Page 182: "The 'establishment of religion' clause in the First Amendment of the Constitution says simply this: 'Congress shall make no law respecting establishment of religion.' "
  Missing word "an": S/B "respecting an establishment of religion". This same error occurrs in one other place.
Page 184: "The Barna Group also says that American Christians who describe themselves as 'Evangelical' is holding steady..."
  Number error due to missing words: S/B "that the number of Americans".
Page 185: "A Harris poll in June 2005 indicates that 55 percent of Americans was creationism or intelligent design taught along with evolution."
  Wrong word: S/B "want".
Page 195: "He wore a tie with a drawing of the Incredible Hulk, the gigantic, green comic-book hero."
  Missing comma: S/B "green, comic-book hero". Otherwise it can mean the gigantic hero of a green comic-book.

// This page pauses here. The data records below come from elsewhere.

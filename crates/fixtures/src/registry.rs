// SPDX-License-Identifier: LGPL-3.0-only
//
// This file is provided WITHOUT ANY WARRANTY;
// without even the implied warranty of MERCHANTABILITY
// or FITNESS FOR A PARTICULAR PURPOSE.

use crate::error::Result;
use crate::fixture::Fixture;
use crate::schnorr_verify;

/// Fixtures compiled into the crate.
pub const BUILTIN_FIXTURES: &[&str] = &[schnorr_verify::NAME];

pub fn builtin(name: &str) -> Result<Option<Fixture>> {
    match name {
        schnorr_verify::NAME => schnorr_verify::fixture().map(Some),
        _ => Ok(None),
    }
}

#[cfg(test)]
mod tests {
    use super::*;

    #[test]
    fn test_every_listed_fixture_resolves() {
        for name in BUILTIN_FIXTURES {
            let fixture = builtin(name).unwrap().unwrap();
            assert_eq!(&fixture.name, name);
        }
        assert!(builtin("missing").unwrap().is_none());
    }
}
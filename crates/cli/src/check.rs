// SPDX-License-Identifier: LGPL-3.0-only
//
// This file is provided WITHOUT ANY WARRANTY;
// without even the implied warranty of MERCHANTABILITY
// or FITNESS FOR A PARTICULAR PURPOSE.

use acirfx_config::AppConfig;
use anyhow::{Context, Result};

use crate::cli::FixtureSource;
use crate::helpers::format::witness_ranges;
use crate::source;

pub async fn execute(source: &FixtureSource, config: &AppConfig) -> Result<()> {
    let fixture = source::resolve(source, config).await?;
    let report = fixture
        .check()
        .with_context(|| format!("Fixture '{}' failed its integrity check", fixture.name))?;

    println!("=== {} ===\n", report.name);
    println!(
        "Bytecode: {} bytes ({} decompressed)",
        report.compressed_len, report.payload_len
    );
    println!("Opcodes: {}", report.opcodes);
    if !report.black_box_calls.is_empty() {
        println!("Black box calls: {}", report.black_box_calls.join(", "));
    }
    println!("Current witness index: {}", report.current_witness_index);
    println!("Inputs: {}", report.inputs);

    let outputs: Vec<u32> = report.outputs.keys().map(|w| w.witness_index()).collect();
    println!("Outputs: {}", witness_ranges(&outputs));
    for (witness, value) in report.outputs.iter() {
        println!("  {} = {}", witness.witness_index(), value);
    }

    println!("\nStatus: OK");
    Ok(())
}
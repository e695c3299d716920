// SPDX-License-Identifier: LGPL-3.0-only
//
// This file is provided WITHOUT ANY WARRANTY;
// without even the implied warranty of MERCHANTABILITY
// or FITNESS FOR A PARTICULAR PURPOSE.

use std::fmt;

use serde::{Deserialize, Serialize};

/// Index of a circuit variable.
#[derive(
    Clone, Copy, Debug, Default, PartialEq, Eq, PartialOrd, Ord, Hash, Serialize, Deserialize,
)]
pub struct Witness(pub u32);

impl Witness {
    pub fn new(witness_index: u32) -> Self {
        Witness(witness_index)
    }

    pub fn witness_index(&self) -> u32 {
        self.0
    }
}

impl From<u32> for Witness {
    fn from(value: u32) -> Self {
        Witness(value)
    }
}

impl fmt::Display for Witness {
    fn fmt(&self, f: &mut fmt::Formatter<'_>) -> fmt::Result {
        write!(f, "_{}", self.0)
    }
}
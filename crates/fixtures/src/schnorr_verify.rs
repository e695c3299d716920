// SPDX-License-Identifier: LGPL-3.0-only
//
// This file is provided WITHOUT ANY WARRANTY;
// without even the implied warranty of MERCHANTABILITY
// or FITNESS FOR A PARTICULAR PURPOSE.

//! Schnorr signature verification over a 10-byte message.
//!
//! The circuit takes the public key coordinates at witnesses 1 and 2, a
//! 64-byte signature at 3..=66 and the message at 67..=76, and writes the
//! verification result to witness 77. Solving it with [`INITIAL_WITNESS`]
//! must produce [`expected_witness_map`].

use acirfx_acir::native_types::{Witness, WitnessMap};
use acirfx_acir::FieldElement;

use crate::error::Result;
use crate::fixture::Fixture;

pub const NAME: &str = "schnorr_verify";

/// Witness the circuit writes its result to.
pub const RETURN_WITNESS: u32 = 77;

/// A valid signature verifies to one.
pub const RETURN_VALUE: u128 = 1;

#[rustfmt::skip]
pub const BYTECODE: [u8; 299] = [
    31, 139, 8, 0, 0, 0, 0, 0, 0, 255, 77, 210, 87, 78, 2, 1,
    20, 134, 209, 177, 247, 222, 123, 71, 68, 68, 68, 68, 68, 68, 68, 68,
    68, 221, 133, 251, 95, 130, 145, 27, 206, 36, 78, 50, 57, 16, 94, 200,
    253, 191, 159, 36, 73, 134, 146, 193, 19, 142, 241, 183, 255, 14, 179, 233,
    247, 145, 254, 59, 217, 127, 71, 57, 198, 113, 78, 48, 125, 167, 56, 205,
    25, 206, 114, 142, 243, 92, 224, 34, 151, 184, 204, 21, 174, 114, 141, 235,
    220, 224, 38, 183, 184, 205, 29, 238, 114, 143, 251, 60, 224, 33, 143, 120,
    204, 19, 158, 242, 140, 25, 158, 51, 203, 11, 230, 120, 201, 60, 175, 88,
    224, 53, 139, 188, 97, 137, 183, 44, 243, 142, 21, 222, 179, 202, 7, 214,
    248, 200, 58, 159, 216, 224, 51, 155, 124, 97, 235, 223, 142, 241, 188, 250,
    222, 230, 27, 59, 124, 103, 151, 31, 236, 241, 147, 95, 252, 246, 57, 158,
    104, 47, 186, 139, 214, 162, 179, 104, 44, 250, 74, 219, 154, 242, 63, 162,
    165, 232, 40, 26, 138, 126, 162, 157, 232, 38, 154, 137, 94, 162, 149, 232,
    36, 26, 137, 62, 162, 141, 232, 34, 154, 136, 30, 162, 133, 232, 32, 26,
    136, 253, 99, 251, 195, 100, 176, 121, 236, 29, 91, 159, 218, 56, 99, 219,
    172, 77, 115, 182, 204, 219, 176, 96, 187, 162, 205, 74, 182, 42, 219, 168,
    98, 155, 170, 77, 106, 182, 168, 219, 160, 225, 246, 77, 55, 111, 185, 113,
    219, 109, 59, 110, 218, 117, 203, 158, 27, 166, 55, 75, 239, 150, 184, 101,
    250, 252, 1, 19, 89, 159, 101, 220, 3, 0, 0,
];

pub const INITIAL_WITNESS: [(u32, &str); 76] = [
    (1, "0x17cbd3ed3151ccfd170efe1d54280a6a4822640bf5c369908ad74ea21518a9c5"),
    (2, "0x0e0456e3795c1a31f20035b741cd6158929eeccd320d299cfcac962865a6bc74"),
    (3, "0x0000000000000000000000000000000000000000000000000000000000000005"),
    (4, "0x00000000000000000000000000000000000000000000000000000000000000ca"),
    (5, "0x000000000000000000000000000000000000000000000000000000000000001f"),
    (6, "0x0000000000000000000000000000000000000000000000000000000000000092"),
    (7, "0x0000000000000000000000000000000000000000000000000000000000000051"),
    (8, "0x00000000000000000000000000000000000000000000000000000000000000f2"),
    (9, "0x00000000000000000000000000000000000000000000000000000000000000f6"),
    (10, "0x0000000000000000000000000000000000000000000000000000000000000045"),
    (11, "0x000000000000000000000000000000000000000000000000000000000000002b"),
    (12, "0x000000000000000000000000000000000000000000000000000000000000006b"),
    (13, "0x00000000000000000000000000000000000000000000000000000000000000f9"),
    (14, "0x0000000000000000000000000000000000000000000000000000000000000099"),
    (15, "0x00000000000000000000000000000000000000000000000000000000000000c6"),
    (16, "0x000000000000000000000000000000000000000000000000000000000000002c"),
    (17, "0x000000000000000000000000000000000000000000000000000000000000000e"),
    (18, "0x000000000000000000000000000000000000000000000000000000000000006f"),
    (19, "0x00000000000000000000000000000000000000000000000000000000000000bf"),
    (20, "0x0000000000000000000000000000000000000000000000000000000000000079"),
    (21, "0x0000000000000000000000000000000000000000000000000000000000000089"),
    (22, "0x00000000000000000000000000000000000000000000000000000000000000a6"),
    (23, "0x00000000000000000000000000000000000000000000000000000000000000a0"),
    (24, "0x0000000000000000000000000000000000000000000000000000000000000067"),
    (25, "0x0000000000000000000000000000000000000000000000000000000000000012"),
    (26, "0x00000000000000000000000000000000000000000000000000000000000000b5"),
    (27, "0x00000000000000000000000000000000000000000000000000000000000000f3"),
    (28, "0x00000000000000000000000000000000000000000000000000000000000000e9"),
    (29, "0x00000000000000000000000000000000000000000000000000000000000000e2"),
    (30, "0x000000000000000000000000000000000000000000000000000000000000005f"),
    (31, "0x0000000000000000000000000000000000000000000000000000000000000043"),
    (32, "0x0000000000000000000000000000000000000000000000000000000000000010"),
    (33, "0x0000000000000000000000000000000000000000000000000000000000000025"),
    (34, "0x0000000000000000000000000000000000000000000000000000000000000080"),
    (35, "0x0000000000000000000000000000000000000000000000000000000000000055"),
    (36, "0x000000000000000000000000000000000000000000000000000000000000004c"),
    (37, "0x0000000000000000000000000000000000000000000000000000000000000013"),
    (38, "0x00000000000000000000000000000000000000000000000000000000000000fd"),
    (39, "0x000000000000000000000000000000000000000000000000000000000000001e"),
    (40, "0x000000000000000000000000000000000000000000000000000000000000004d"),
    (41, "0x00000000000000000000000000000000000000000000000000000000000000c0"),
    (42, "0x0000000000000000000000000000000000000000000000000000000000000035"),
    (43, "0x000000000000000000000000000000000000000000000000000000000000008a"),
    (44, "0x00000000000000000000000000000000000000000000000000000000000000cd"),
    (45, "0x0000000000000000000000000000000000000000000000000000000000000045"),
    (46, "0x0000000000000000000000000000000000000000000000000000000000000021"),
    (47, "0x00000000000000000000000000000000000000000000000000000000000000ec"),
    (48, "0x00000000000000000000000000000000000000000000000000000000000000a3"),
    (49, "0x0000000000000000000000000000000000000000000000000000000000000053"),
    (50, "0x00000000000000000000000000000000000000000000000000000000000000c2"),
    (51, "0x0000000000000000000000000000000000000000000000000000000000000054"),
    (52, "0x0000000000000000000000000000000000000000000000000000000000000089"),
    (53, "0x00000000000000000000000000000000000000000000000000000000000000b8"),
    (54, "0x00000000000000000000000000000000000000000000000000000000000000dd"),
    (55, "0x00000000000000000000000000000000000000000000000000000000000000b0"),
    (56, "0x0000000000000000000000000000000000000000000000000000000000000079"),
    (57, "0x00000000000000000000000000000000000000000000000000000000000000b3"),
    (58, "0x000000000000000000000000000000000000000000000000000000000000001b"),
    (59, "0x000000000000000000000000000000000000000000000000000000000000003f"),
    (60, "0x0000000000000000000000000000000000000000000000000000000000000046"),
    (61, "0x0000000000000000000000000000000000000000000000000000000000000036"),
    (62, "0x0000000000000000000000000000000000000000000000000000000000000010"),
    (63, "0x00000000000000000000000000000000000000000000000000000000000000b0"),
    (64, "0x00000000000000000000000000000000000000000000000000000000000000fa"),
    (65, "0x0000000000000000000000000000000000000000000000000000000000000027"),
    (66, "0x00000000000000000000000000000000000000000000000000000000000000ef"),
    (67, "0x0000000000000000000000000000000000000000000000000000000000000000"),
    (68, "0x0000000000000000000000000000000000000000000000000000000000000001"),
    (69, "0x0000000000000000000000000000000000000000000000000000000000000002"),
    (70, "0x0000000000000000000000000000000000000000000000000000000000000003"),
    (71, "0x0000000000000000000000000000000000000000000000000000000000000004"),
    (72, "0x0000000000000000000000000000000000000000000000000000000000000005"),
    (73, "0x0000000000000000000000000000000000000000000000000000000000000006"),
    (74, "0x0000000000000000000000000000000000000000000000000000000000000007"),
    (75, "0x0000000000000000000000000000000000000000000000000000000000000008"),
    (76, "0x0000000000000000000000000000000000000000000000000000000000000009"),
];

pub fn initial_witness_map() -> Result<WitnessMap> {
    Ok(WitnessMap::from_hex_entries(INITIAL_WITNESS)?)
}

pub fn expected_witness_map() -> Result<WitnessMap> {
    Fixture::derive_expected(
        &initial_witness_map()?,
        Witness(RETURN_WITNESS),
        FieldElement::from(RETURN_VALUE),
    )
}

pub fn fixture() -> Result<Fixture> {
    let initial_witness = initial_witness_map()?;
    let expected_witness = expected_witness_map()?;
    Ok(Fixture::new(
        NAME,
        BYTECODE.to_vec(),
        initial_witness,
        expected_witness,
    ))
}
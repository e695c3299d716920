// SPDX-License-Identifier: LGPL-3.0-only
//
// This file is provided WITHOUT ANY WARRANTY;
// without even the implied warranty of MERCHANTABILITY
// or FITNESS FOR A PARTICULAR PURPOSE.

mod artifact;
mod error;
mod fixture;
mod registry;
pub mod schnorr_verify;

pub use artifact::FixtureArtifact;
pub use error::{FixtureError, Result};
pub use fixture::{Fixture, FixtureReport};
pub use registry::{builtin, BUILTIN_FIXTURES};
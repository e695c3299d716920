// SPDX-License-Identifier: LGPL-3.0-only
//
// This file is provided WITHOUT ANY WARRANTY;
// without even the implied warranty of MERCHANTABILITY
// or FITNESS FOR A PARTICULAR PURPOSE.

use acirfx_acir::native_types::WitnessMap;
use acirfx_acir::{get_public_parameters_witness, get_return_witness};
use acirfx_config::AppConfig;
use anyhow::Result;

use crate::cli::FixtureSource;
use crate::source;

fn print_section(title: &str, witness_map: &WitnessMap) {
    println!("{}:", title);
    if witness_map.is_empty() {
        println!("  (none)");
    }
    for (index, value) in witness_map.to_hex_entries() {
        println!("  {}: {}", index, value);
    }
}

pub async fn execute(source: &FixtureSource, config: &AppConfig) -> Result<()> {
    let fixture = source::resolve(source, config).await?;
    let circuit = fixture.circuit()?;

    let parameters = get_public_parameters_witness(&circuit, &fixture.expected_witness)?;
    let returns = get_return_witness(&circuit, &fixture.expected_witness)?;

    print_section("Public parameters", &parameters);
    print_section("Return values", &returns);
    Ok(())
}
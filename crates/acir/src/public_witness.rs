// SPDX-License-Identifier: LGPL-3.0-only
//
// This file is provided WITHOUT ANY WARRANTY;
// without even the implied warranty of MERCHANTABILITY
// or FITNESS FOR A PARTICULAR PURPOSE.

use std::collections::BTreeSet;

use crate::circuit::Circuit;
use crate::error::{AcirError, Result};
use crate::native_types::{Witness, WitnessMap};

fn extract_indices(witness_map: &WitnessMap, indices: &BTreeSet<Witness>) -> Result<WitnessMap> {
    indices
        .iter()
        .map(|witness| {
            witness_map
                .get(witness)
                .map(|value| (*witness, *value))
                .ok_or(AcirError::MissingWitness(witness.witness_index()))
        })
        .collect()
}

/// Values the circuit returns, taken from a solved witness map.
pub fn get_return_witness(circuit: &Circuit, solved_witness: &WitnessMap) -> Result<WitnessMap> {
    extract_indices(solved_witness, &circuit.return_values.0)
}

pub fn get_public_parameters_witness(
    circuit: &Circuit,
    solved_witness: &WitnessMap,
) -> Result<WitnessMap> {
    extract_indices(solved_witness, &circuit.public_parameters.0)
}

/// Public parameters and return values together.
pub fn get_public_witness(circuit: &Circuit, solved_witness: &WitnessMap) -> Result<WitnessMap> {
    extract_indices(solved_witness, &circuit.public_inputs().0)
}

Page 202: "In the 2004 elections, Republicans won a clear majority in the Senate. They now hold fifty-five of that body's seats—and were dominated by ultraconservatives."
  Improper change of tense. Fix it by going for the center: S/B "held".
Page 210: "...many local school boards are acutally editing their libraries..."
  Spelling: S/B "actually".
Page 222: "Many of these laws were passed with the help of right-wing fear mongering."
  Hyphen needed: S/B "fear-mongering".
Page 227: "The following list shows the percentage of these cases in which a justice voted to strike down a federal law as constitutional." (emphasis in original)
  S/B "unconstitutional".
Page 234: "This time, the house of faith won."
  Proper name: S/B "Household of Faith".
Page 236: "They teach about the Klu Klux Klan..."
  S/B "Ku Klux Klan". (Unless it's a {sic} -- it's in a quote.)
Page 246: Discrepancy in figures: "$185,849" in line 1 vs. "$135,849" in line 6
  Obviously it's a typo. But which is right?
Page 277: "Gray is a board member of the Federalist Society and Progress for America and co-chair of Freedom Works..."
  The highlighted words are printed in italics at a uniquely large point size.
Page 289: "Barton's numerous books and videotapes ... are wildly popular in the evangelical Christian community, though not respected by historians.."
  Two full stops after "historians".
Page 296: "I have mixed emotions about my ultimate task master, Web Stone (just kidding) who was relentless in his drive to see this book out in time to respond to the Supreme Court debate now underway."
  S/B "under way". Also, I'd put a comma after "(just kidding)".